* _PROBLEM REQUIREMENTS_
The reply should consist of the entire listing, word for word.

* _STORED DATA_
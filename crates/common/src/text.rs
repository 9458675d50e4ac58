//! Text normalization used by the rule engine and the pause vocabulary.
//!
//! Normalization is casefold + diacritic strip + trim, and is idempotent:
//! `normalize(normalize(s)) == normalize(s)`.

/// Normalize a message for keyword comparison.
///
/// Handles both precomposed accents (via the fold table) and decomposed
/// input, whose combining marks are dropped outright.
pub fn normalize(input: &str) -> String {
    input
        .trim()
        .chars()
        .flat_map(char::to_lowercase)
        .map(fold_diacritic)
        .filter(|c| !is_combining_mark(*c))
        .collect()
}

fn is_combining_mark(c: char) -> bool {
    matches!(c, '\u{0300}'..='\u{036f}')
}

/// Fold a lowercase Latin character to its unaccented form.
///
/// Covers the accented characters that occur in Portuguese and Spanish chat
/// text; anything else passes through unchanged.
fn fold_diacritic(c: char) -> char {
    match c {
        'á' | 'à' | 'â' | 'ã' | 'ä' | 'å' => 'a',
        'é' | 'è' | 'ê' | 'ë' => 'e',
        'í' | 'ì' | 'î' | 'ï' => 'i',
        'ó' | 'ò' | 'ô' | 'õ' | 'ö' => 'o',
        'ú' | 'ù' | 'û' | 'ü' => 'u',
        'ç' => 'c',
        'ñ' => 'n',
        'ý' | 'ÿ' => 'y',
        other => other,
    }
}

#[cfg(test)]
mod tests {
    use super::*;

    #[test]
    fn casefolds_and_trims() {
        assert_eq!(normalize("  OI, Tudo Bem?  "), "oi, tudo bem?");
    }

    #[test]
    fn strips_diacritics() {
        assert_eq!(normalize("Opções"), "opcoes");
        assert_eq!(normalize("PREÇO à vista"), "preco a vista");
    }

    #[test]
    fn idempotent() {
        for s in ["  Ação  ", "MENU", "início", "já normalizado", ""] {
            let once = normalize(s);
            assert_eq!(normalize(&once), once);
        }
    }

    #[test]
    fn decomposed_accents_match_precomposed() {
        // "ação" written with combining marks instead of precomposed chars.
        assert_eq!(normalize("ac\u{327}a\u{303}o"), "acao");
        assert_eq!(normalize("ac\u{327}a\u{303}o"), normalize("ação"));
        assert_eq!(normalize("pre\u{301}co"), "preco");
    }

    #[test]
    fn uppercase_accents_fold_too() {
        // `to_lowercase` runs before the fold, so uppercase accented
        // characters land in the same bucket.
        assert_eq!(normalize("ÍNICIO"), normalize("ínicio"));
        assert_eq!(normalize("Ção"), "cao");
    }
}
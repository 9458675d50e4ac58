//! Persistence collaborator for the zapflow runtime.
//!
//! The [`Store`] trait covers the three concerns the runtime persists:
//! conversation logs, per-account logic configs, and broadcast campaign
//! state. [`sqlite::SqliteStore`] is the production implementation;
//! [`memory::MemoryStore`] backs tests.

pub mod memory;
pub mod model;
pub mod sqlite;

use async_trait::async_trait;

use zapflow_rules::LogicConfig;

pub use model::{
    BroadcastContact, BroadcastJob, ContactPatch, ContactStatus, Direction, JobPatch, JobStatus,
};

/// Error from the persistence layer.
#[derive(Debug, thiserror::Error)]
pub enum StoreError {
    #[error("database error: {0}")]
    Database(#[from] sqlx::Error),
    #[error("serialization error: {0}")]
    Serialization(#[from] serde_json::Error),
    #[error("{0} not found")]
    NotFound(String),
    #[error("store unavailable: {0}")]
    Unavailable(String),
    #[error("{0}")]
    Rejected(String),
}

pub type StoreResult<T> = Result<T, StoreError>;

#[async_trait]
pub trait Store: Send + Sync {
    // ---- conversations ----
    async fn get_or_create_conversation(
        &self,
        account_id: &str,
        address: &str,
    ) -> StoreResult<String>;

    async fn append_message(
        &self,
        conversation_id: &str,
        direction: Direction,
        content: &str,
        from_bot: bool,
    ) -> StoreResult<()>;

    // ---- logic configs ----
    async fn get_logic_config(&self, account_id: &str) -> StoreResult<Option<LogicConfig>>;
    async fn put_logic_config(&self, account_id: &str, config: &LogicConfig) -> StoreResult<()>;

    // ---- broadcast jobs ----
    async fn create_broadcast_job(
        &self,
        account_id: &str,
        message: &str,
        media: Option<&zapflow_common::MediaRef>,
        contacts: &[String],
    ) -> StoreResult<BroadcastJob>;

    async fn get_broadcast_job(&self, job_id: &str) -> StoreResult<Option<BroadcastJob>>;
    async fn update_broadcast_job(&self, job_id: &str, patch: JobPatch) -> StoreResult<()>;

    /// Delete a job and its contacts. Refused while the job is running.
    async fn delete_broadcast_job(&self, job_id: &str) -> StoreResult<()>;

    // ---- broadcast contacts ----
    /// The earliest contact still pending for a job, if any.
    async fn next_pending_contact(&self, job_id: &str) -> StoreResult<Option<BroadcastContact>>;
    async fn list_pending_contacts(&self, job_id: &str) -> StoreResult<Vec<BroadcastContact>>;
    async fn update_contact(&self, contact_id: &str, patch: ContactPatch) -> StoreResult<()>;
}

* _ANSWER SECTION_
filename crates/common/src/text.rs
repository 9458675d50e4ac58
//! Text normalization used by the rule engine and the pause vocabulary.
//!
//! Normalization is casefold + diacritic strip + trim, and is idempotent:
//! `normalize(normalize(s)) == normalize(s)`.

/// Normalize a message for keyword comparison.
///
/// Handles both precomposed accents (via the fold table) and decomposed
/// input, whose combining marks are dropped outright.
pub fn normalize(input: &str) -> String {
    input
        .trim()
        .chars()
        .flat_map(char::to_lowercase)
        .map(fold_diacritic)
        .filter(|c| !is_combining_mark(*c))
        .collect()
}

fn is_combining_mark(c: char) -> bool {
    matches!(c, '\u{0300}'..='\u{036f}')
}

/// Fold a lowercase Latin character to its unaccented form.
///
/// Covers the accented characters that occur in Portuguese and Spanish chat
/// text; anything else passes through unchanged.
fn fold_diacritic(c: char) -> char {
    match c {
        'á' | 'à' | 'â' | 'ã' | 'ä' | 'å' => 'a',
        'é' | 'è' | 'ê' | 'ë' => 'e',
        'í' | 'ì' | 'î' | 'ï' => 'i',
        'ó' | 'ò' | 'ô' | 'õ' | 'ö' => 'o',
        'ú' | 'ù' | 'û' | 'ü' => 'u',
        'ç' => 'c',
        'ñ' => 'n',
        'ý' | 'ÿ' => 'y',
        other => other,
    }
}

#[cfg(test)]
mod tests {
    use super::*;

    #[test]
    fn casefolds_and_trims() {
        assert_eq!(normalize("  OI, Tudo Bem?  "), "oi, tudo bem?");
    }

    #[test]
    fn strips_diacritics() {
        assert_eq!(normalize("Opções"), "opcoes");
        assert_eq!(normalize("PREÇO à vista"), "preco a vista");
    }

    #[test]
    fn idempotent() {
        for s in ["  Ação  ", "MENU", "início", "já normalizado", ""] {
            let once = normalize(s);
            assert_eq!(normalize(&once), once);
        }
    }

    #[test]
    fn decomposed_accents_match_precomposed() {
        // "ação" written with combining marks instead of precomposed chars.
        assert_eq!(normalize("ac\u{327}a\u{303}o"), "acao");
        assert_eq!(normalize("ac\u{327}a\u{303}o"), normalize("ação"));
        assert_eq!(normalize("pre\u{301}co"), "preco");
    }

    #[test]
    fn uppercase_accents_fold_too() {
        // `to_lowercase` runs before the fold, so uppercase accented
        // characters land in the same bucket.
        assert_eq!(normalize("ÍNICIO"), normalize("ínicio"));
        assert_eq!(normalize("Ção"), "cao");
    }
}
repository 9458675d50e4ac58
//! Persistence collaborator for the zapflow runtime.
//!
//! The [`Store`] trait covers the three concerns the runtime persists:
//! conversation logs, per-account logic configs, and broadcast campaign
//! state. [`sqlite::SqliteStore`] is the production implementation;
//! [`memory::MemoryStore`] backs tests.

pub mod memory;
pub mod model;
pub mod sqlite;

use async_trait::async_trait;

use zapflow_rules::LogicConfig;

pub use model::{
    BroadcastContact, BroadcastJob, ContactPatch, ContactStatus, Direction, JobPatch, JobStatus,
};

/// Error from the persistence layer.
#[derive(Debug, thiserror::Error)]
pub enum StoreError {
    #[error("database error: {0}")]
    Database(#[from] sqlx::Error),
    #[error("serialization error: {0}")]
    Serialization(#[from] serde_json::Error),
    #[error("{0} not found")]
    NotFound(String),
    #[error("store unavailable: {0}")]
    Unavailable(String),
    #[error("{0}")]
    Rejected(String),
}

pub type StoreResult<T> = Result<T, StoreError>;

#[async_trait]
pub trait Store: Send + Sync {
    // ---- conversations ----
    async fn get_or_create_conversation(
        &self,
        account_id: &str,
        address: &str,
    ) -> StoreResult<String>;

    async fn append_message(
        &self,
        conversation_id: &str,
        direction: Direction,
        content: &str,
        from_bot: bool,
    ) -> StoreResult<()>;

    // ---- logic configs ----
    async fn get_logic_config(&self, account_id: &str) -> StoreResult<Option<LogicConfig>>;
    async fn put_logic_config(&self, account_id: &str, config: &LogicConfig) -> StoreResult<()>;

    // ---- broadcast jobs ----
    async fn create_broadcast_job(
        &self,
        account_id: &str,
        message: &str,
        media: Option<&zapflow_common::MediaRef>,
        contacts: &[String],
    ) -> StoreResult<BroadcastJob>;

    async fn get_broadcast_job(&self, job_id: &str) -> StoreResult<Option<BroadcastJob>>;
    async fn update_broadcast_job(&self, job_id: &str, patch: JobPatch) -> StoreResult<()>;

    /// Delete a job and its contacts. Refused while the job is running.
    async fn delete_broadcast_job(&self, job_id: &str) -> StoreResult<()>;

    // ---- broadcast contacts ----
    /// The earliest contact still pending for a job, if any.
    async fn next_pending_contact(&self, job_id: &str) -> StoreResult<Option<BroadcastContact>>;
    async fn list_pending_contacts(&self, job_id: &str) -> StoreResult<Vec<BroadcastContact>>;
    async fn update_contact(&self, contact_id: &str, patch: ContactPatch) -> StoreResult<()>;
}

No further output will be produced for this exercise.